In the alternative, FIG. 3 illustrates that disk 28a can include a reflective surface 38a. In this case, LED 24a, lens 32a and photo detector 26a are mounted adjacent reflective surface 38a. Lens 32a and photo detector 26a are positioned to receive light from LED 24a as that light is reflected from surface 38a. Disk 28a is preferably formed of polished aluminum.

In another alternative, FIG. 4 illustrates that disk 28 can be replaced by a rotating cylinder or drum 28b having a reflective surface 38b. LED 24b, lens 32b and photo detector 26b are positioned as in FIG. 3. Cleaning means 30b can comprise an arcuate absorbing pad 52b which conforms to the curvature of reflective surface 38b. Drum 28b is preferably formed of polished aluminum.

In operation, printer 10 can be adapted to accommodate apparatus 22. Prior to the beginning of printing a print cycle or a page, belt 18 moves head 16 to position I. Photo detector 26 receives a beam of light emitted from LED 24. The beam passes through transparent disk 28 and lens 32.

Head 16 deposits ink droplet 48 on rotating disk 28 at position P-1. Droplet 48 moves to position P-2 where it is magnified to block light received by photo detector 26. Printer 10 either stops printing when photo detector 26 receives the light beam from LED 24, or, proceeds with printing when the beam is blocked. Also, if desired, printer 10 can be adapted to indicate which orifice is defective on a multi-jet head and further automatically initiate corrective action. In the alternative, printer 10 can be adapted to sound an alarm notifying an operator that manual intervention is required. Moreover, droplet 48 can move to position P-3 and be removed from disk 28 by cleaning means 30.

The foregoing has described an apparatus for optically detecting the presence or absence of ink droplets deposited by an orifice of an ink jet printer.

It is anticipated that aspects of the present invention, other than those specifically defined in the appended claims, can be obtained from the foregoing description and the drawings.

Claims

1. An apparatus for optically detecting ink droplets comprising:

light emitting means operably connected to said apparatus for emitting a light signal;

light receiving means operably connected to said apparatus receiving said light signal;

light relaying means operable for relaying said light signal from said emitting to said receiving means, said relaying means movable from a first position wherein ink is deposited thereon to a second position wherein said deposited ink interrupts relay of said light signal.

2. The apparatus of claim 1 including:

means for cleaning said ink from said light relaying means in response to said light relaying means moving to a third position.

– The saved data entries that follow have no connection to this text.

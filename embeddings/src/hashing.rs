//! Offline feature-hashing embeddings.
//!
//! Each lowercase alphanumeric token is hashed into one of `dimension`
//! buckets and the resulting term-frequency vector is L2-normalised. The
//! output depends only on the input text and the dimension, which makes the
//! provider usable without network access and as a deterministic stand-in
//! for a model in tests.

use async_trait::async_trait;
use sha2::{Digest, Sha256};

use crate::Embedding;
use crate::error::{EmbeddingError, Result};
use crate::provider::EmbeddingProvider;

/// Deterministic bag-of-words embedding provider.
#[derive(Debug, Clone)]
pub struct HashingProvider {
    dimension: usize,
    model: String,
}

impl HashingProvider {
    /// Create a provider producing `dimension`-sized vectors.
    pub fn new(dimension: usize) -> Result<Self> {
        if dimension == 0 {
            return Err(EmbeddingError::ProviderNotConfigured(
                "hashing provider needs a non-zero dimension".to_string(),
            ));
        }

        Ok(Self {
            dimension,
            model: format!("feature-hash-sha256-d{dimension}"),
        })
    }

    /// Split text into lowercase alphanumeric tokens.
    pub fn tokens(text: &str) -> impl Iterator<Item = String> + '_ {
        text.split(|c: char| !c.is_alphanumeric())
            .filter(|token| !token.is_empty())
            .map(str::to_lowercase)
    }

    /// Bucket a token falls into.
    pub fn bucket(&self, token: &str) -> usize {
        let digest = Sha256::digest(token.as_bytes());
        let mut prefix = [0u8; 8];
        prefix.copy_from_slice(&digest[..8]);
        (u64::from_le_bytes(prefix) % self.dimension as u64) as usize
    }

    /// Compute the embedding of `text` synchronously.
    ///
    /// Text without any token maps to the zero vector.
    pub fn vectorize(&self, text: &str) -> Embedding {
        let mut vector = vec![0.0f32; self.dimension];
        for token in Self::tokens(text) {
            vector[self.bucket(&token)] += 1.0;
        }

        let magnitude: f32 = vector.iter().map(|x| x * x).sum::<f32>().sqrt();
        if magnitude > 0.0 {
            for x in &mut vector {
                *x /= magnitude;
            }
        }
        vector
    }
}

#[async_trait]
impl EmbeddingProvider for HashingProvider {
    fn name(&self) -> &str {
        "hashing"
    }

    fn model(&self) -> &str {
        &self.model
    }

    fn dimension(&self) -> usize {
        self.dimension
    }

    async fn embed(&self, text: &str) -> Result<Embedding> {
        Ok(self.vectorize(text))
    }

    async fn embed_batch(&self, texts: &[String]) -> Result<Vec<Embedding>> {
        Ok(texts.iter().map(|text| self.vectorize(text)).collect())
    }
}
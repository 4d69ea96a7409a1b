//! Index entries and metadata filters.

use serde::{Deserialize, Serialize};

use crate::error::{IndexError, Result};

/// Metadata stored alongside every indexed chunk.
#[derive(Debug, Clone, PartialEq, Eq, Serialize, Deserialize)]
pub struct EntryMetadata {
    /// Identifier of the owning document.
    pub doc_id: String,

    /// Position of the chunk within its document (0-based).
    pub chunk_index: usize,

    /// Number of chunks the document was split into.
    pub total_chunks: usize,

    /// Reference to the source artifact (path, URL, ...).
    pub source: String,

    /// Length of the chunk text in characters.
    pub chunk_size: usize,
}

/// An entry in the vector index: one chunk, its embedding and metadata.
#[derive(Debug, Clone, PartialEq, Serialize, Deserialize)]
pub struct IndexEntry {
    /// Unique identifier, see [`IndexEntry::chunk_id`].
    pub id: String,

    /// The embedding vector.
    pub vector: Vec<f32>,

    /// The chunk text.
    pub text: String,

    /// Associated metadata.
    pub metadata: EntryMetadata,
}

impl IndexEntry {
    /// Build the entry id of chunk `chunk_index` of `doc_id`.
    ///
    /// The chunk index is numeric, so distinct (doc_id, chunk_index) pairs
    /// never produce the same id.
    pub fn chunk_id(doc_id: &str, chunk_index: usize) -> String {
        format!("{doc_id}_chunk_{chunk_index}")
    }

    /// Create an entry whose id is derived from its metadata.
    pub fn for_chunk(vector: Vec<f32>, text: impl Into<String>, metadata: EntryMetadata) -> Self {
        Self {
            id: Self::chunk_id(&metadata.doc_id, metadata.chunk_index),
            vector,
            text: text.into(),
            metadata,
        }
    }

    /// Check the vector against the collection dimension.
    pub(crate) fn validate(&self, dimension: usize) -> Result<()> {
        if self.vector.len() != dimension {
            return Err(IndexError::DimensionMismatch {
                expected: dimension,
                actual: self.vector.len(),
            });
        }
        if self.vector.iter().any(|x| !x.is_finite()) {
            return Err(IndexError::InvalidVector(self.id.clone()));
        }
        Ok(())
    }
}

/// Predicate over entry metadata, used for deletes.
#[derive(Debug, Clone, PartialEq, Eq)]
pub enum MetadataFilter {
    /// Entries belonging to a document.
    DocId(String),
}

impl MetadataFilter {
    /// Check whether `metadata` satisfies this filter.
    pub fn matches(&self, metadata: &EntryMetadata) -> bool {
        match self {
            Self::DocId(doc_id) => metadata.doc_id == *doc_id,
        }
    }
}

/// A nearest-neighbor query hit.
#[derive(Debug, Clone)]
pub struct QueryHit {
    /// The matched entry.
    pub entry: IndexEntry,

    /// Distance to the query vector (smaller is closer).
    pub distance: f32,
}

3. The apparatus of claim 2 wherein said relaying means is mounted on a member for rotating movement.

4. The apparatus of claim 3 including:

means operably connected for rotating said relaying means through said first, second and third positions.

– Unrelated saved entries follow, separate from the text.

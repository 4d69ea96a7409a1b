//! Retrieval engine implementation.

use std::sync::Arc;
use std::time::Duration;

use docrag_embeddings::{
    EmbeddingError, EmbeddingProvider, HashingProvider, OpenAiProvider, RetryingProvider,
};
use docrag_vector_store::{EntryMetadata, IndexEntry, MetadataFilter, VectorIndex, VectorStore};
use serde::Serialize;
use tracing::{debug, info, warn};

use crate::chunker::Chunker;
use crate::config::{EmbeddingConfig, EmbeddingProviderType, RetrievalConfig};
use crate::error::{Result, RetrievalError};
use crate::result::SearchResult;
use crate::source::{Document, TextSource};

/// Model used with the OpenAI provider when none is configured.
pub const DEFAULT_OPENAI_MODEL: &str = "text-embedding-3-small";

/// Chunks, embeds and indexes documents, and answers similarity queries.
///
/// The engine holds no mutable state of its own. Consistency between a
/// document and its index entries comes from the index applying each batch
/// atomically.
pub struct RetrievalEngine {
    chunker: Chunker,
    provider: Arc<dyn EmbeddingProvider>,
    index: Arc<dyn VectorIndex>,
    default_results: usize,
}

/// Outcome of ingesting one document.
#[derive(Debug, Clone, PartialEq, Eq, Serialize)]
pub struct IngestReport {
    pub doc_id: String,

    /// Number of chunks (and index entries) created.
    pub chunk_count: usize,

    /// Entries of a previous version removed by a re-ingest.
    pub replaced: usize,

    /// Characters across all chunk texts.
    pub indexed_chars: usize,
}

impl RetrievalEngine {
    /// Create a new engine builder.
    pub fn builder() -> RetrievalEngineBuilder {
        RetrievalEngineBuilder::new()
    }

    /// Create an engine, checking that provider and index agree on the
    /// vector dimension.
    pub fn new(
        chunker: Chunker,
        provider: Arc<dyn EmbeddingProvider>,
        index: Arc<dyn VectorIndex>,
    ) -> Result<Self> {
        if provider.dimension() != index.dimension() {
            return Err(RetrievalError::Configuration(format!(
                "embedding provider {} produces {}-dimensional vectors but the index expects {}",
                provider.name(),
                provider.dimension(),
                index.dimension()
            )));
        }
        Ok(Self {
            chunker,
            provider,
            index,
            default_results: 10,
        })
    }

    /// Build the provider and open the persisted collection described by
    /// `config`.
    pub async fn open(config: &RetrievalConfig) -> Result<Self> {
        config.validate()?;
        info!(
            "Opening collection {} in {}",
            config.collection.name,
            config.collection.data_dir.display()
        );

        let provider = build_provider(&config.embedding)?;
        let store =
            VectorStore::open_dir(config.collection_config(), &config.collection.data_dir).await?;

        Self::builder()
            .with_chunking(config.chunking.chunk_size, config.chunking.overlap)
            .with_default_results(config.search.default_results)
            .with_provider(provider)
            .with_index(Arc::new(store))
            .build()
    }

    pub fn chunker(&self) -> &Chunker {
        &self.chunker
    }

    pub fn provider(&self) -> &Arc<dyn EmbeddingProvider> {
        &self.provider
    }

    pub fn index(&self) -> &Arc<dyn VectorIndex> {
        &self.index
    }

    /// Number of results used when the caller does not choose one.
    pub fn default_results(&self) -> usize {
        self.default_results
    }

    /// Ingest `raw_text` as document `doc_id`, using the id as its source.
    pub async fn ingest(&self, doc_id: &str, raw_text: &str) -> Result<IngestReport> {
        self.ingest_document(&Document::new(doc_id, doc_id), raw_text)
            .await
    }

    /// Chunk, embed and index a document.
    ///
    /// Fails with `DuplicateEntry` if the document is already indexed. On any
    /// failure the index is left as it was.
    pub async fn ingest_document(&self, document: &Document, raw_text: &str) -> Result<IngestReport> {
        let (entries, report) = self.prepare(document, raw_text).await?;
        self.index.insert(entries).await?;

        info!(
            "Ingested {} as {} chunks",
            document.doc_id, report.chunk_count
        );
        Ok(report)
    }

    /// Extract the text of `document` through `source`, then ingest it.
    pub async fn ingest_from_source(
        &self,
        document: &Document,
        source: &dyn TextSource,
    ) -> Result<IngestReport> {
        let text = source.extract_text(&document.path()).await?;
        debug!(
            "Extracted {} characters from {}",
            text.chars().count(),
            document.source
        );
        self.ingest_document(document, &text).await
    }

    /// Replace every entry of `document` with a fresh ingest of `raw_text`.
    ///
    /// The old entries disappear and the new ones appear in one step.
    pub async fn reingest(&self, document: &Document, raw_text: &str) -> Result<IngestReport> {
        let (entries, mut report) = self.prepare(document, raw_text).await?;
        report.replaced = self
            .index
            .replace(&MetadataFilter::DocId(document.doc_id.clone()), entries)
            .await?;

        info!(
            "Re-ingested {} as {} chunks, replacing {}",
            document.doc_id, report.chunk_count, report.replaced
        );
        Ok(report)
    }

    /// Chunk and embed a document into index entries without touching the
    /// index.
    async fn prepare(
        &self,
        document: &Document,
        raw_text: &str,
    ) -> Result<(Vec<IndexEntry>, IngestReport)> {
        if document.doc_id.trim().is_empty() {
            return Err(RetrievalError::EmptyInput("document id is empty".to_string()));
        }
        if raw_text.trim().is_empty() {
            return Err(RetrievalError::EmptyInput(format!(
                "document {} has no text",
                document.doc_id
            )));
        }

        let chunks = self.chunker.chunk_document(&document.doc_id, raw_text);
        if chunks.is_empty() {
            return Err(RetrievalError::EmptyInput(format!(
                "document {} produced no chunks",
                document.doc_id
            )));
        }

        let texts: Vec<String> = chunks.iter().map(|chunk| chunk.text.clone()).collect();
        let vectors = self.provider.embed_batch(&texts).await?;
        if vectors.len() != chunks.len() {
            return Err(EmbeddingError::InvalidResponse(format!(
                "requested {} embeddings, received {}",
                chunks.len(),
                vectors.len()
            ))
            .into());
        }
        let dimension = self.index.dimension();
        if let Some(bad) = vectors.iter().find(|v| v.len() != dimension) {
            return Err(EmbeddingError::DimensionMismatch {
                expected: dimension,
                actual: bad.len(),
            }
            .into());
        }

        let total_chunks = chunks.len();
        let indexed_chars = chunks.iter().map(|chunk| chunk.char_length).sum();
        let entries = chunks
            .into_iter()
            .zip(vectors)
            .map(|(chunk, vector)| {
                let metadata = EntryMetadata {
                    doc_id: chunk.doc_id,
                    chunk_index: chunk.chunk_index,
                    total_chunks,
                    source: document.source.clone(),
                    chunk_size: chunk.char_length,
                };
                IndexEntry::for_chunk(vector, chunk.text, metadata)
            })
            .collect();

        let report = IngestReport {
            doc_id: document.doc_id.clone(),
            chunk_count: total_chunks,
            replaced: 0,
            indexed_chars,
        };
        Ok((entries, report))
    }

    /// Search for the `n_results` chunks most similar to `query`.
    ///
    /// Failures are logged and reported as an empty result; use
    /// [`RetrievalEngine::try_search`] to tell them apart from "no matches".
    pub async fn search(&self, query: &str, n_results: usize) -> Vec<SearchResult> {
        match self.try_search(query, n_results).await {
            Ok(results) => results,
            Err(e) => {
                warn!("Search failed, returning no results: {e}");
                Vec::new()
            }
        }
    }

    /// Search for the `n_results` chunks most similar to `query`, ordered by
    /// descending score.
    pub async fn try_search(&self, query: &str, n_results: usize) -> Result<Vec<SearchResult>> {
        if query.trim().is_empty() {
            return Err(RetrievalError::EmptyInput("search query is empty".to_string()));
        }
        if n_results == 0 {
            return Ok(Vec::new());
        }

        let vector = self.provider.embed(query).await?;
        if vector.len() != self.index.dimension() {
            return Err(EmbeddingError::DimensionMismatch {
                expected: self.index.dimension(),
                actual: vector.len(),
            }
            .into());
        }

        let hits = self.index.query(&vector, n_results).await?;
        let mut results = hits
            .into_iter()
            .map(SearchResult::from_hit)
            .collect::<Result<Vec<_>>>()?;
        // Stable: equal scores keep the index order.
        results.sort_by(|a, b| b.score().total_cmp(&a.score()));

        debug!("Search returned {} results", results.len());
        Ok(results)
    }

    /// Remove every entry of `doc_id`. Unknown ids remove nothing.
    pub async fn remove(&self, doc_id: &str) -> Result<usize> {
        let removed = self
            .index
            .delete(&MetadataFilter::DocId(doc_id.to_string()))
            .await?;
        if removed > 0 {
            info!("Removed {removed} entries of {doc_id}");
        } else {
            debug!("No entries to remove for {doc_id}");
        }
        Ok(removed)
    }
}

/// Create the embedding provider described by `config`.
pub fn build_provider(config: &EmbeddingConfig) -> Result<Arc<dyn EmbeddingProvider>> {
    match config.provider {
        EmbeddingProviderType::Hashing => {
            let provider = HashingProvider::new(config.dimension)?;
            Ok(Arc::new(provider))
        }
        EmbeddingProviderType::OpenAi => {
            let model = config.model.as_deref().unwrap_or(DEFAULT_OPENAI_MODEL);
            let mut provider = OpenAiProvider::new(model, config.dimension);
            if let Some(key) = &config.api_key {
                provider = provider.with_api_key(key);
            }
            if let Some(url) = &config.base_url {
                provider = provider.with_base_url(url);
            }
            if !provider.is_available() {
                return Err(RetrievalError::Configuration(
                    "the openai provider needs embedding.api_key or OPENAI_API_KEY".to_string(),
                ));
            }
            Ok(Arc::new(
                RetryingProvider::new(provider, config.max_retries)
                    .with_max_delay(Duration::from_millis(config.retry_max_delay_ms)),
            ))
        }
    }
}

/// Builder for [`RetrievalEngine`].
pub struct RetrievalEngineBuilder {
    chunk_size: usize,
    overlap: usize,
    default_results: usize,
    provider: Option<Arc<dyn EmbeddingProvider>>,
    index: Option<Arc<dyn VectorIndex>>,
}

impl RetrievalEngineBuilder {
    /// Create a new builder with the default chunking parameters.
    pub fn new() -> Self {
        Self {
            chunk_size: crate::config::DEFAULT_CHUNK_SIZE,
            overlap: crate::config::DEFAULT_OVERLAP,
            default_results: 10,
            provider: None,
            index: None,
        }
    }

    /// Set the chunk size and overlap, in characters.
    pub fn with_chunking(mut self, chunk_size: usize, overlap: usize) -> Self {
        self.chunk_size = chunk_size;
        self.overlap = overlap;
        self
    }

    /// Set the default number of search results.
    pub fn with_default_results(mut self, n_results: usize) -> Self {
        self.default_results = n_results;
        self
    }

    /// Set the embedding provider.
    pub fn with_provider(mut self, provider: Arc<dyn EmbeddingProvider>) -> Self {
        self.provider = Some(provider);
        self
    }

    /// Set the vector index.
    pub fn with_index(mut self, index: Arc<dyn VectorIndex>) -> Self {
        self.index = Some(index);
        self
    }

    /// Build the engine.
    pub fn build(self) -> Result<RetrievalEngine> {
        let chunker = Chunker::new(self.chunk_size, self.overlap)?;
        let provider = self.provider.ok_or_else(|| {
            RetrievalError::Configuration("no embedding provider configured".to_string())
        })?;
        let index = self
            .index
            .ok_or_else(|| RetrievalError::Configuration("no vector index configured".to_string()))?;

        let mut engine = RetrievalEngine::new(chunker, provider, index)?;
        engine.default_results = self.default_results.max(1);
        Ok(engine)
    }
}

impl Default for RetrievalEngineBuilder {
    fn default() -> Self {
        Self::new()
    }
}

5. The apparatus of claim 1 including:

a lens mounted adjacent said light receiving means.

6. The apparatus of claim 5 wherein said light relaying means is a transparent disk.

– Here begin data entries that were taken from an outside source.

//! Intake Service Entry Point
//!
//! Loads configuration, opens the record store and runs the ingestion queue
//! until Ctrl-C.

use std::sync::Arc;

use intake_api::telemetry::{init_tracer, shutdown_tracer, TelemetryConfig};
use intake_api::{IngestionQueue, IntakeConfig, ReportService};
use intake_core::IntakeResult;
use intake_storage::FileRecordStore;

#[tokio::main]
async fn main() -> IntakeResult<()> {
    let telemetry_config = TelemetryConfig::default();
    init_tracer(&telemetry_config)?;

    let config = IntakeConfig::from_env();
    config.validate()?;

    let store = FileRecordStore::new(config.store_config());
    let reports = Arc::new(ReportService::new(store));
    let queue = IngestionQueue::new(config.queue_config(), reports);

    tracing::info!(
        data_dir = %config.data_dir.display(),
        queue_root = %config.queue.queue_root.display(),
        "Starting intake service"
    );
    queue.initialize().await?;

    match tokio::signal::ctrl_c().await {
        Ok(()) => tracing::info!("Shutdown signal received"),
        Err(e) => tracing::error!(error = %e, "Failed to listen for shutdown signal"),
    }

    queue.stop().await;
    shutdown_tracer();
    Ok(())
}
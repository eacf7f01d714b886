//! Intake Storage - Table Store Trait and Implementations
//!
//! Table-like CRUD over named collections of schema-agnostic records.
//! [`FileRecordStore`] persists each table as a JSON file with atomic,
//! crash-safe replacement; [`MockTableStore`] keeps tables in memory for tests.

pub mod atomic;
pub mod file_store;

pub use atomic::{is_transient, write_atomic, RetryPolicy, WriteFailure};
pub use file_store::{
    FileRecordStore, StoreConfig, DEFAULT_RETRY_BACKOFF_MS, DEFAULT_WRITE_ATTEMPTS,
};

use async_trait::async_trait;
use intake_core::{has_id, merge_patch, stamp_created, Record, StorageError, StorageResult};
use std::collections::HashMap;
use std::sync::{Arc, RwLock};

/// Predicate used by [`TableStore::filter`].
pub type RecordPredicate<'a> = &'a (dyn Fn(&Record) -> bool + Send + Sync);

// ============================================================================
// TABLE STORE TRAIT
// ============================================================================

/// Table store for intake records.
///
/// Tables are created lazily on first write. Read paths never fail because a
/// table is missing or corrupted; they return an empty table instead.
#[async_trait]
pub trait TableStore: Send + Sync {
    /// All records of a table in insertion order.
    async fn get_all(&self, table: &str) -> StorageResult<Vec<Record>>;

    /// Append a record, stamping `createdAt` if absent. Returns the stored record.
    async fn append(&self, table: &str, record: Record) -> StorageResult<Record>;

    /// Shallow-merge `patch` onto the record with `id` and stamp `updatedAt`.
    async fn update(&self, table: &str, id: &str, patch: Record) -> StorageResult<Record>;

    /// Remove the record with `id`. Returns whether a record was removed.
    async fn delete(&self, table: &str, id: &str) -> StorageResult<bool>;

    /// Create an empty table if none exists.
    async fn ensure_table_exists(&self, table: &str) -> StorageResult<()>;

    /// First record whose `id` equals `id`.
    async fn find_by_id(&self, table: &str, id: &str) -> StorageResult<Option<Record>> {
        Ok(self
            .get_all(table)
            .await?
            .into_iter()
            .find(|r| has_id(r, id)))
    }

    /// Records matching `predicate`, in insertion order.
    async fn filter(
        &self,
        table: &str,
        predicate: RecordPredicate<'_>,
    ) -> StorageResult<Vec<Record>> {
        Ok(self
            .get_all(table)
            .await?
            .into_iter()
            .filter(|r| predicate(r))
            .collect())
    }
}

#[async_trait]
impl<T: TableStore + ?Sized> TableStore for Arc<T> {
    async fn get_all(&self, table: &str) -> StorageResult<Vec<Record>> {
        (**self).get_all(table).await
    }

    async fn append(&self, table: &str, record: Record) -> StorageResult<Record> {
        (**self).append(table, record).await
    }

    async fn update(&self, table: &str, id: &str, patch: Record) -> StorageResult<Record> {
        (**self).update(table, id, patch).await
    }

    async fn delete(&self, table: &str, id: &str) -> StorageResult<bool> {
        (**self).delete(table, id).await
    }

    async fn ensure_table_exists(&self, table: &str) -> StorageResult<()> {
        (**self).ensure_table_exists(table).await
    }
}

// ============================================================================
// MOCK STORE
// ============================================================================

/// In-memory table store for testing.
#[derive(Debug, Default)]
pub struct MockTableStore {
    tables: RwLock<HashMap<String, Vec<Record>>>,
}

impl MockTableStore {
    /// Create a new mock store.
    pub fn new() -> Self {
        Self::default()
    }

    /// Clear all stored tables.
    pub fn clear(&self) {
        self.tables.write().unwrap_or_else(|p| p.into_inner()).clear();
    }

    /// Number of records in a table.
    pub fn record_count(&self, table: &str) -> usize {
        self.tables
            .read()
            .unwrap_or_else(|p| p.into_inner())
            .get(table)
            .map_or(0, Vec::len)
    }

    /// Whether the table has been created.
    pub fn has_table(&self, table: &str) -> bool {
        self.tables
            .read()
            .unwrap_or_else(|p| p.into_inner())
            .contains_key(table)
    }
}

#[async_trait]
impl TableStore for MockTableStore {
    async fn get_all(&self, table: &str) -> StorageResult<Vec<Record>> {
        let tables = self.tables.read().unwrap_or_else(|p| p.into_inner());
        Ok(tables.get(table).cloned().unwrap_or_default())
    }

    async fn append(&self, table: &str, mut record: Record) -> StorageResult<Record> {
        stamp_created(&mut record);
        let mut tables = self.tables.write().unwrap_or_else(|p| p.into_inner());
        tables
            .entry(table.to_string())
            .or_default()
            .push(record.clone());
        Ok(record)
    }

    async fn update(&self, table: &str, id: &str, patch: Record) -> StorageResult<Record> {
        let mut tables = self.tables.write().unwrap_or_else(|p| p.into_inner());
        let existing = tables
            .get_mut(table)
            .and_then(|records| records.iter_mut().find(|r| has_id(r, id)))
            .ok_or_else(|| StorageError::NotFound {
                table: table.to_string(),
                id: id.to_string(),
            })?;
        merge_patch(existing, patch);
        Ok(existing.clone())
    }

    async fn delete(&self, table: &str, id: &str) -> StorageResult<bool> {
        let mut tables = self.tables.write().unwrap_or_else(|p| p.into_inner());
        let Some(records) = tables.get_mut(table) else {
            return Ok(false);
        };
        let before = records.len();
        records.retain(|r| !has_id(r, id));
        Ok(records.len() != before)
    }

    async fn ensure_table_exists(&self, table: &str) -> StorageResult<()> {
        self.tables
            .write()
            .unwrap_or_else(|p| p.into_inner())
            .entry(table.to_string())
            .or_default();
        Ok(())
    }
}

#[cfg(test)]
mod tests {
    use super::*;
    use serde_json::json;

    fn record(value: serde_json::Value) -> Record {
        value.as_object().cloned().unwrap_or_default()
    }

    #[tokio::test]
    async fn test_mock_store_crud() {
        let store = MockTableStore::new();
        assert!(!store.has_table("t"));

        store
            .append("t", record(json!({"id": "1", "name": "A"})))
            .await
            .expect("append");
        assert_eq!(store.record_count("t"), 1);

        let merged = store
            .update("t", "1", record(json!({"name": "B"})))
            .await
            .expect("update");
        assert_eq!(merged["name"], json!("B"));

        let err = store
            .update("t", "2", record(json!({})))
            .await
            .expect_err("missing id");
        assert!(err.is_not_found());

        assert!(store.delete("t", "1").await.expect("delete"));
        assert!(!store.delete("t", "1").await.expect("delete again"));
        assert_eq!(store.record_count("t"), 0);
    }

    #[tokio::test]
    async fn test_arc_store_delegates() {
        let store: Arc<dyn TableStore> = Arc::new(MockTableStore::new());
        store.ensure_table_exists("t").await.expect("ensure");
        store
            .append("t", record(json!({"id": "9"})))
            .await
            .expect("append");
        let found = store.find_by_id("t", "9").await.expect("find");
        assert!(found.is_some());
    }

    #[tokio::test]
    async fn test_mock_clear() {
        let store = MockTableStore::new();
        store.ensure_table_exists("t").await.expect("ensure");
        store.clear();
        assert!(!store.has_table("t"));
    }
}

7. The apparatus of claim 6 wherein said light receiving means and said lens are adjacent a first surface of said disk and said light emitting means is adjacent a second surface of said disk opposite said first surface.

8. The apparatus of claim 7 wherein said light emitting means is positioned to emit a light signal through said transparent disk and to said light receiving means.

9. The apparatus of claim 8 wherein said lens is positioned to magnify said ink deposit sufficient to block said light signal received by said light receiving means.

10. The apparatus of claim 5 wherein said light relaying means includes a reflective surface.

11. The apparatus of claim 10 wherein said light emitting means, said lens and said light receiving means are adjacent said reflective surface.

12. The apparatus of claim 11 wherein said light emitting means is positioned to emit a light signal to said reflective surface and said light receiving means is positioned to receive said signal in response to said signal being reflected from said reflective surface.

13. The apparatus of claim 12 wherein said lens is positioned to magnify said ink deposit sufficient to block said light signal received by said light receiving means.